The Epilepsy Association of Calgary
By Donna Bernreuther
On April 27th, 1998, I came home from a morning grocery shopping trip at approximately 11:30 A.M. My aunt, who lives with me, helped put away the groceries and we proceeded to make lunch. A little after 12:00 noon, I began to worry about my son, David, because he hadnt come upstairs for lunch. David was not attending school at this time so we expected him to sleep in. But, normally he came immediately to the kitchen after grocery shopping to see what had been purchased. This was what we expected from him, as he was fifteen years old.
I went downstairs calling his name out as I went. I received no response. It was at this time that the panic began to rise in the pit of my stomach. When I entered his room, I felt something was wrong. The way he looked was different. David was lying on his stomach with his face in the pillow. I grabbed his shoulders to shake him awake and that was when I felt the stiffness of his body. His shoulders were rock hard. My heart started to race as I felt Davids neck for a pulse. There was none, not there, or on his wrist. I screamed for my aunt to call 911 for help. Then I noticed the blue blotches on his face, hands, and feet. I pulled the pillow from under his face; there was a round bloodstain on it.

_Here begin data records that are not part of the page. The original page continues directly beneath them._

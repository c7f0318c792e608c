//! Find out who called you.
//!
//! `callerinfo` walks the current stack, resolves the frames it finds against the debug
//! info of the running binary and hands back [`CallerInfo`] records: function, module
//! path, source file, line and entry address. It is meant for loggers and error
//! reporters that want to attribute a message to its call site without annotating it.
//!
//! ```no_run
//! use callerinfo::StackResolver;
//!
//! fn do_work() {
//!     let resolver = StackResolver::host();
//!     // 0 is the capture primitive, 1 is `resolve_single_frame`, 2 is `do_work`.
//!     let me = resolver.resolve_single_frame(2).unwrap();
//!     println!("{}", me.debug_label());
//!
//!     // the function calling `current_caller_name`, here `do_work`
//!     assert_eq!(resolver.current_caller_name(), "do_work");
//!
//!     // whoever called `do_work`
//!     let caller = resolver.resolve_single_frame(3).unwrap();
//!     println!("called from {}", caller.short_label());
//! }
//! ```

#[macro_use]
extern crate tracing;

use core::{ffi, fmt};

mod caller;
mod error;
mod identify;
mod resolve;
#[cfg(unix)]
mod uw;

pub mod walk;

pub use caller::{split_qualified_name, CallerInfo, SEPARATOR};
pub use error::{Error, Result};
pub use resolve::{StackResolver, CALLER_SKIP};
pub use walk::{Host, Location, StackWalker, Symbol};

/// A code address in the current process. Never dereferenced.
#[derive(Clone, Copy, PartialEq, Eq, PartialOrd, Ord, Hash, Default)]
pub struct Addr(pub usize);

impl Addr {
    pub const NULL: Addr = Addr(0);

    pub(crate) fn voidptr(self) -> *mut ffi::c_void {
        self.0 as *mut ffi::c_void
    }

    pub fn addr(&self) -> usize {
        self.0
    }

    pub fn is_null(&self) -> bool {
        self.0 == 0
    }

    /// The address one byte before this one, used to look up the call instruction
    /// that a return address follows.
    pub fn call_site(self) -> Addr {
        Addr(self.0.saturating_sub(1))
    }
}

impl fmt::Debug for Addr {
    fn fmt(&self, f: &mut fmt::Formatter<'_>) -> fmt::Result {
        write!(f, "{:#x}", self.0)
    }
}

impl fmt::Display for Addr {
    fn fmt(&self, f: &mut fmt::Formatter<'_>) -> fmt::Result {
        fmt::Debug::fmt(self, f)
    }
}

impl From<usize> for Addr {
    fn from(value: usize) -> Self {
        Addr(value)
    }
}
use callerinfo::StackResolver;
use tracing_subscriber::{layer::SubscriberExt, util::SubscriberInitExt, EnvFilter};

fn main() {
    let registry = tracing_subscriber::Registry::default().with(
        EnvFilter::builder()
            .with_default_directive(tracing::Level::TRACE.into())
            .from_env()
            .unwrap(),
    );

    let tree_layer = tracing_tree::HierarchicalLayer::new(2)
        .with_targets(true)
        .with_bracketed_fields(true);

    registry.with(tree_layer).init();

    connect("db.internal:5432");
}

#[inline(never)]
fn connect(addr: &str) {
    tracing::debug!(in_fn = %StackResolver::host().current_caller_name());
    log(format_args!("connecting to {addr}"));
    handshake();
}

#[inline(never)]
fn handshake() {
    log(format_args!("handshake done"));

    match StackResolver::host().resolve_frame_sequence(2, 8) {
        Ok(frames) => {
            for (i, frame) in frames.iter().enumerate() {
                tracing::info!("#{i:<2} {:?} {}", frame.entry(), frame.debug_label());
            }
        }
        Err(err) => tracing::error!(%err, "could not walk the stack"),
    }
}

/// Prefixes a message with the function that logged it.
#[inline(never)]
fn log(message: std::fmt::Arguments<'_>) {
    let resolver = StackResolver::host();
    // 2 would be `log` itself
    match resolver.resolve_single_frame(3) {
        Ok(site) => tracing::info!(
            caller = %site,
            file = site.file_base_name(),
            line = site.line(),
            "{message}"
        ),
        Err(err) => tracing::warn!(%err, "{message}"),
    }
}
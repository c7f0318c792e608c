//! The bits of the unwinder ABI we call directly.
#![allow(nonstandard_style)] // Closely follow the ABI names here

use core::ffi;

extern "C" {
    /// Returns the start of the function containing `pc`, as recorded in the unwind
    /// tables, or null if there is no FDE covering it.
    pub fn _Unwind_FindEnclosingFunction(pc: *mut ffi::c_void) -> *mut ffi::c_void;
}
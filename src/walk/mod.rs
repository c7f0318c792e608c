//! Access to the stack and the debug info of the running process.
//!
//! The resolver only needs two things from the host: a list of return addresses and a way
//! to name an address. [`StackWalker`] is that seam; [`Host`] implements it for the current
//! process.

mod host;

pub use host::Host;

use crate::Addr;

/// The function an address belongs to.
#[derive(Debug, Clone, PartialEq, Eq)]
pub struct Symbol {
    /// Fully qualified, demangled name without the trailing hash.
    pub name: String,
    /// Entry point of the function, [`Addr::NULL`] if unknown.
    pub entry: Addr,
}

/// Where in the source an address comes from.
#[derive(Debug, Clone, PartialEq, Eq)]
pub struct Location {
    pub file: String,
    pub line: u32,
}

/// The host capabilities a [`StackResolver`](crate::StackResolver) is built on.
pub trait StackWalker {
    /// Whether [`capture`](Self::capture) yields the address of the call instruction
    /// itself. Walkers that yield return addresses (the instruction after the call) leave
    /// this `false`, and lookups are done one byte earlier so they land on the call.
    const RETURNS_CALL_SITES: bool = false;

    /// Fills `buf` with up to `buf.len()` addresses, starting `skip` frames up from this
    /// function's own frame, and returns how many were written.
    fn capture(&self, skip: usize, buf: &mut [usize]) -> usize;

    /// Names the function containing `pc`.
    fn symbol(&self, pc: Addr) -> Option<Symbol>;

    /// Source position of `pc`.
    fn location(&self, pc: Addr) -> Option<Location>;
}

My head began to spin and the world seemed to slow down. The time it took for the paramedics to arrive seemed endless. When they came into the room and took one look at David, they knew he was gone. It was too late for anything to be done. They called the Medical Examiners Office and the Calgary City Police. When a child dies in Calgary, Alberta an autopsy is done to determine the cause of death and to determine if a further investigation is needed.
The police arrived first and awhile later the medical examiner entered our home. All of these professionals were very compassionate and the crisis counsellor from the Calgary City Police was called to support my aunt and myself through this tragedy. Davids older brother, Paul, was also contacted at his work. The crisis worker waited with me until Paul arrived at the house. Throughout all of these arrivals the coroner did her examination and determined that David did not die from suffocation as first suspected; the cause of death was the direct result of a seizure. This was confirmed by the postmortem inquiry.
This news came as a complete shock to the family and myself. David was not the only person in the extended family to experience seizures due to epilepsy. Three other family members have been diagnosed with epilepsy. None of these individuals, including David, had been counselled by medical professionals on the possibility of death as a direct result of a seizure. The doctors had only cautioned these individuals about the risk of accidents during a seizure. The recommendations were to take the prescribed anticonvulsants, maintain a healthy lifestyle, and have regular checkups with the doctor.
The information we later gained about Sudden Unexplained Death in Epilepsy Patients (S.U.D.E.P.) was through personal research methods, like the Internet, and other contacts with health professionals. We found that Davids death fit into this category because he was otherwise healthy before he died and, other than the seizure, there was no apparent cause for his untimely demise. Another reason why we were so shocked was that Davids epilepsy was never considered serious; he had only had four seizures in the five-year period since his diagnosis.
Davids death left me feeling betrayed by the medical professionals involved in his treatment, who never advised us or David of the risk of S.U.D.E.P. and the risk factors that might precipitate a lethal seizure. My feelings were so strong I sought legal advice to investigate the possibility of a lawsuit against these professionals. I was to find out that this could not be pursued in the provincial court system. It would have to be challenged in the Supreme Court of Canada, an extremely costly procedure. Lacking the funds to take the case to the Supreme Court, I knew I had to find another way to challenge the community standards of care for those with epilepsy. I have decided to raise the issue through increasing public awareness.
To this end, through my own research I have gathered information from journal articles, epilepsy organizations, and others affected by this syndrome. With the Epilepsy Association of Calgarys assistance, I have developed a fact sheet on S.U.D.E.P. for public distribution. I am sharing my story to alert other people about S.U.D.E.P. in the hope that others may not have to suffer the loss of a child in this way.
We would like to extend our thanks to Donna for sharing her story and her pain with us. We can only imagine what a difficult journey this has been for her. We are indebted to her for having the courage it took for her to share her experience with our readers. We, of course, remember David as a younger boy, in attendance with Donna at some of our events, so active and full of life. To Donna, and all Davids family and friends, our hearts are with you as you continue to cope with this devastating loss.
We do hope to have the new SUDEP fact sheet available for distribution soon. With Donnas help and initiative we are pleased to be able to educate other families who need to know this information. A few points are in order for the moment, however, because we know that parents worry about their children, especially when they have a condition such as epilepsy.
While SUDEP is a concern for anyone with epilepsy, it is the exception rather than the rule. It is estimated that SUDEP is responsible for approximately 12% of deaths in persons with epilepsy. Those aged 15-35 years appear to have the highest risk, and most studies report a higher incidence in males. We want to make sure that the risks are balanced against this reality, because we dont want to see parents and family members worrying too much. SUDEP is a risk, and one to be aware of, but for most people, it is not too likely. Life is for living, so try to make the best of it!